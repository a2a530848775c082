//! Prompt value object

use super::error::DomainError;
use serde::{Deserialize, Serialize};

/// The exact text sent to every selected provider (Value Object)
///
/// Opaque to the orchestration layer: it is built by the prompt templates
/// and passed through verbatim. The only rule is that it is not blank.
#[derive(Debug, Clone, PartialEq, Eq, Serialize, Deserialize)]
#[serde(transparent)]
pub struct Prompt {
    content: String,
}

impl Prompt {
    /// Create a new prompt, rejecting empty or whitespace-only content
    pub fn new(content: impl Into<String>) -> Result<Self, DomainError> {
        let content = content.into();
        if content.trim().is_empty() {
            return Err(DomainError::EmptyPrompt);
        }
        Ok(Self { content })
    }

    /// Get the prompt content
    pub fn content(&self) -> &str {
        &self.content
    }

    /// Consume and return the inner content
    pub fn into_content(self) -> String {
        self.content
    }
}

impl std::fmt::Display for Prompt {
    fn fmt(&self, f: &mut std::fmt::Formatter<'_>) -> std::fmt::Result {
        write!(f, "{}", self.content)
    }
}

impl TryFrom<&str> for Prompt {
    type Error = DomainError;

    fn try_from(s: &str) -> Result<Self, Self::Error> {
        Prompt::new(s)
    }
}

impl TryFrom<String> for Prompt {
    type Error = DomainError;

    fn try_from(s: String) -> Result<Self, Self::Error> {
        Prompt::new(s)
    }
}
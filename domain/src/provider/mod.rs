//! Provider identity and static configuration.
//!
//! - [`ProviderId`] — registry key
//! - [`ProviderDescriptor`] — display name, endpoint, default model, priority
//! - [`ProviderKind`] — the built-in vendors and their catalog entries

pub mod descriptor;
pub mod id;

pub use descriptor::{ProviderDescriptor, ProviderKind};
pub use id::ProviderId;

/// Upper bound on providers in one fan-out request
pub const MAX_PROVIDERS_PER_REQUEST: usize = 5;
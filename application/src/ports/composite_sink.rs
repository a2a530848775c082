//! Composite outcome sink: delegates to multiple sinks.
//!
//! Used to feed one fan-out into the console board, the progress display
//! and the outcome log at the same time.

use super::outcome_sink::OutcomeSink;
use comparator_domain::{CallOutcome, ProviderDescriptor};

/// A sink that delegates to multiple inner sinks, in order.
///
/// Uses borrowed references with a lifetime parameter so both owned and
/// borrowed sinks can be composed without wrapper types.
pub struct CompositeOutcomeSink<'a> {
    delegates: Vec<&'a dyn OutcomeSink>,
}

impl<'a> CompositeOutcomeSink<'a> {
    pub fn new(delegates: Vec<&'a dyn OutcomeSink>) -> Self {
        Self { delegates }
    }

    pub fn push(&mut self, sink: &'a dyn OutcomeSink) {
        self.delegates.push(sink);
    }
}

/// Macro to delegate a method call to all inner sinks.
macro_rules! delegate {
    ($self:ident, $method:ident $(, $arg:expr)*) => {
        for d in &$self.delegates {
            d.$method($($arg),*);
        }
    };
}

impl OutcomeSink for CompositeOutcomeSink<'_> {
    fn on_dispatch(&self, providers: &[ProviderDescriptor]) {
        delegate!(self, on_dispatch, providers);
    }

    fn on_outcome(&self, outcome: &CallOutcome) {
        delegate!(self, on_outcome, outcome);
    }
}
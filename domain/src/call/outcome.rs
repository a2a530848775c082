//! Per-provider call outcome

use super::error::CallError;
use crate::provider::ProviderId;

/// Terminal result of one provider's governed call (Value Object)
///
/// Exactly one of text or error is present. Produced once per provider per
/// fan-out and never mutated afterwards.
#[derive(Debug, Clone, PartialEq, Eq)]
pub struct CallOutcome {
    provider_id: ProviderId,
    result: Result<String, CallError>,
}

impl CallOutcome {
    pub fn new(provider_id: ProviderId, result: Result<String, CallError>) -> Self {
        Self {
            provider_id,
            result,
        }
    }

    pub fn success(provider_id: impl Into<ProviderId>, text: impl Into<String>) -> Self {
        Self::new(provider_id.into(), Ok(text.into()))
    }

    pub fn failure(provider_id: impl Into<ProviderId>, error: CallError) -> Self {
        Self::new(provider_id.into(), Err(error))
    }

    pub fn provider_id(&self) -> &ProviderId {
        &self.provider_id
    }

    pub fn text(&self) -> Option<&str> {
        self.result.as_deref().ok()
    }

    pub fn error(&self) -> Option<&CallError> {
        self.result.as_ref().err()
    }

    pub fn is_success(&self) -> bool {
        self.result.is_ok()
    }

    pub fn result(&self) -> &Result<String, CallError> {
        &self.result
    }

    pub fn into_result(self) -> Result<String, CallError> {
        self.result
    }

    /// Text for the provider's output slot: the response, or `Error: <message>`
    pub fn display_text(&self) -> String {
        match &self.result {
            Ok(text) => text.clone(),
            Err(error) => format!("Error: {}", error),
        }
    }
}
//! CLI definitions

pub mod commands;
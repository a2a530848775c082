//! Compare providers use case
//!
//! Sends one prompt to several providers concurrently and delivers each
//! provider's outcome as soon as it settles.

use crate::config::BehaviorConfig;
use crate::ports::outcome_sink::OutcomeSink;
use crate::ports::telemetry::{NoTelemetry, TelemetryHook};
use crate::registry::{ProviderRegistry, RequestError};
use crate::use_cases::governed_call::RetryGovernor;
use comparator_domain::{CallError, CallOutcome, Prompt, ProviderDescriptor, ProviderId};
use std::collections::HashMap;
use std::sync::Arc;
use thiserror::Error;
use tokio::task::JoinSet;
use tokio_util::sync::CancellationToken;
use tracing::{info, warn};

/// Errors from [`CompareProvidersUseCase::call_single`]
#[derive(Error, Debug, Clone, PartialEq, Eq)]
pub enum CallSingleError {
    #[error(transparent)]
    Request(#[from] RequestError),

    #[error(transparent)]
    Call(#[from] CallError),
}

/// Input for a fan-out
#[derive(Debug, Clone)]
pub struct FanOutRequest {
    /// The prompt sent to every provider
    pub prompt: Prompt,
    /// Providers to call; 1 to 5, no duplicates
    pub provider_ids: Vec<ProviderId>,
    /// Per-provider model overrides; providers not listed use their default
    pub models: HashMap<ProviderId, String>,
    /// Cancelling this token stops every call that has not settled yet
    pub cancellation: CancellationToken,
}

──────────

Every record above needs to be copied exactly.

Output for this exercise:
repository a2a530848775c082
//! Prompt value object

use super::error::DomainError;
use serde::{Deserialize, Serialize};

/// The exact text sent to every selected provider (Value Object)
///
/// Opaque to the orchestration layer: it is built by the prompt templates
/// and passed through verbatim. The only rule is that it is not blank.
#[derive(Debug, Clone, PartialEq, Eq, Serialize, Deserialize)]
#[serde(transparent)]
pub struct Prompt {
    content: String,
}

impl Prompt {
    /// Create a new prompt, rejecting empty or whitespace-only content
    pub fn new(content: impl Into<String>) -> Result<Self, DomainError> {
        let content = content.into();
        if content.trim().is_empty() {
            return Err(DomainError::EmptyPrompt);
        }
        Ok(Self { content })
    }

    /// Get the prompt content
    pub fn content(&self) -> &str {
        &self.content
    }

    /// Consume and return the inner content
    pub fn into_content(self) -> String {
        self.content
    }
}

impl std::fmt::Display for Prompt {
    fn fmt(&self, f: &mut std::fmt::Formatter<'_>) -> std::fmt::Result {
        write!(f, "{}", self.content)
    }
}

impl TryFrom<&str> for Prompt {
    type Error = DomainError;

    fn try_from(s: &str) -> Result<Self, Self::Error> {
        Prompt::new(s)
    }
}

impl TryFrom<String> for Prompt {
    type Error = DomainError;

    fn try_from(s: String) -> Result<Self, Self::Error> {
        Prompt::new(s)
    }
}
filename domain/src/provider/mod.rs
//! Provider identity and static configuration.
//!
//! - [`ProviderId`] — registry key
//! - [`ProviderDescriptor`] — display name, endpoint, default model, priority
//! - [`ProviderKind`] — the built-in vendors and their catalog entries

pub mod descriptor;
pub mod id;

pub use descriptor::{ProviderDescriptor, ProviderKind};
pub use id::ProviderId;

/// Upper bound on providers in one fan-out request
pub const MAX_PROVIDERS_PER_REQUEST: usize = 5;
filename application/src/ports/composite_sink.rs
repository a2a530848775c082
//! Composite outcome sink: delegates to multiple sinks.
//!
//! Used to feed one fan-out into the console board, the progress display
//! and the outcome log at the same time.

use super::outcome_sink::OutcomeSink;
use comparator_domain::{CallOutcome, ProviderDescriptor};

/// A sink that delegates to multiple inner sinks, in order.
///
/// Uses borrowed references with a lifetime parameter so both owned and
/// borrowed sinks can be composed without wrapper types.
pub struct CompositeOutcomeSink<'a> {
    delegates: Vec<&'a dyn OutcomeSink>,
}

impl<'a> CompositeOutcomeSink<'a> {
    pub fn new(delegates: Vec<&'a dyn OutcomeSink>) -> Self {
        Self { delegates }
    }

    pub fn push(&mut self, sink: &'a dyn OutcomeSink) {
        self.delegates.push(sink);
    }
}

/// Macro to delegate a method call to all inner sinks.
macro_rules! delegate {
    ($self:ident, $method:ident $(, $arg:expr)*) => {
        for d in &$self.delegates {
            d.$method($($arg),*);
        }
    };
}

impl OutcomeSink for CompositeOutcomeSink<'_> {
    fn on_dispatch(&self, providers: &[ProviderDescriptor]) {
        delegate!(self, on_dispatch, providers);
    }

    fn on_outcome(&self, outcome: &CallOutcome) {
        delegate!(self, on_outcome, outcome);
    }
}
filename domain/src/call/outcome.rs
repository a2a530848775c082
//! Per-provider call outcome

use super::error::CallError;
use crate::provider::ProviderId;

/// Terminal result of one provider's governed call (Value Object)
///
/// Exactly one of text or error is present. Produced once per provider per
/// fan-out and never mutated afterwards.
#[derive(Debug, Clone, PartialEq, Eq)]
pub struct CallOutcome {
    provider_id: ProviderId,
    result: Result<String, CallError>,
}

impl CallOutcome {
    pub fn new(provider_id: ProviderId, result: Result<String, CallError>) -> Self {
        Self {
            provider_id,
            result,
        }
    }

    pub fn success(provider_id: impl Into<ProviderId>, text: impl Into<String>) -> Self {
        Self::new(provider_id.into(), Ok(text.into()))
    }

    pub fn failure(provider_id: impl Into<ProviderId>, error: CallError) -> Self {
        Self::new(provider_id.into(), Err(error))
    }

    pub fn provider_id(&self) -> &ProviderId {
        &self.provider_id
    }

    pub fn text(&self) -> Option<&str> {
        self.result.as_deref().ok()
    }

    pub fn error(&self) -> Option<&CallError> {
        self.result.as_ref().err()
    }

    pub fn is_success(&self) -> bool {
        self.result.is_ok()
    }

    pub fn result(&self) -> &Result<String, CallError> {
        &self.result
    }

    pub fn into_result(self) -> Result<String, CallError> {
        self.result
    }

    /// Text for the provider's output slot: the response, or `Error: <message>`
    pub fn display_text(&self) -> String {
        match &self.result {
            Ok(text) => text.clone(),
            Err(error) => format!("Error: {}", error),
        }
    }
}
//! CLI definitions

pub mod commands;
repository a2a530848775c082
//! Compare providers use case
//!
//! Sends one prompt to several providers concurrently and delivers each
//! provider's outcome as soon as it settles.

use crate::config::BehaviorConfig;
use crate::ports::outcome_sink::OutcomeSink;
use crate::ports::telemetry::{NoTelemetry, TelemetryHook};
use crate::registry::{ProviderRegistry, RequestError};
use crate::use_cases::governed_call::RetryGovernor;
use comparator_domain::{CallError, CallOutcome, Prompt, ProviderDescriptor, ProviderId};
use std::collections::HashMap;
use std::sync::Arc;
use thiserror::Error;
use tokio::task::JoinSet;
use tokio_util::sync::CancellationToken;
use tracing::{info, warn};

/// Errors from [`CompareProvidersUseCase::call_single`]
#[derive(Error, Debug, Clone, PartialEq, Eq)]
pub enum CallSingleError {
    #[error(transparent)]
    Request(#[from] RequestError),

    #[error(transparent)]
    Call(#[from] CallError),
}

/// Input for a fan-out
#[derive(Debug, Clone)]
pub struct FanOutRequest {
    /// The prompt sent to every provider
    pub prompt: Prompt,
    /// Providers to call; 1 to 5, no duplicates
    pub provider_ids: Vec<ProviderId>,
    /// Per-provider model overrides; providers not listed use their default
    pub models: HashMap<ProviderId, String>,
    /// Cancelling this token stops every call that has not settled yet
    pub cancellation: CancellationToken,
}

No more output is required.